Défendant sa politique de lutte contre la corruption, Félix Tshisekedi est aussi visé par des critiques directes : le niveau de dépenses de la présidence a dépassé de 1400% le budget prévu (du jamais vu au Congo, ce qui n’est pas peu dire), il apparaît que les accusations ayant mené en prison pour vingt ans Vital Kamerhe, directeur de cabinet, allié et futur rival de Tshisekedi sont moins fondées qu’on ne l’a dit, car les maisons préfabriquées qu’il avait commandé à la Tanzanie et à l’Egypte ont bel et bien été acheminées au Congo.
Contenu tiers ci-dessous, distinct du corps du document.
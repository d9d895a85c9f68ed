mod cell;
mod live_set;
mod region;
pub mod life;

pub use cell::Cell;
pub use live_set::LiveSet;
pub use region::Region;
pub use life::step;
Et si elles n’ont pas été livrées c’est parce que l’Etat n’aurait pas payé les droits de douane !
Autrement dit, la Blitzkrieg de Tshisekedi s’avère moins foudroyante que prévu et au vu du rapport des forces, le « principe de réalité » pourrait l’emporter : de nouvelles élections s’avérant trop coûteuses, une rencontre au sommet entre Kabila et Tshisekedi serait imminente, menant à une renégociation des termes de l’accord initial et un rééquilibrage des forces, le terme « gentlemen’s agreement » ne faisant plus partie du vocabulaire…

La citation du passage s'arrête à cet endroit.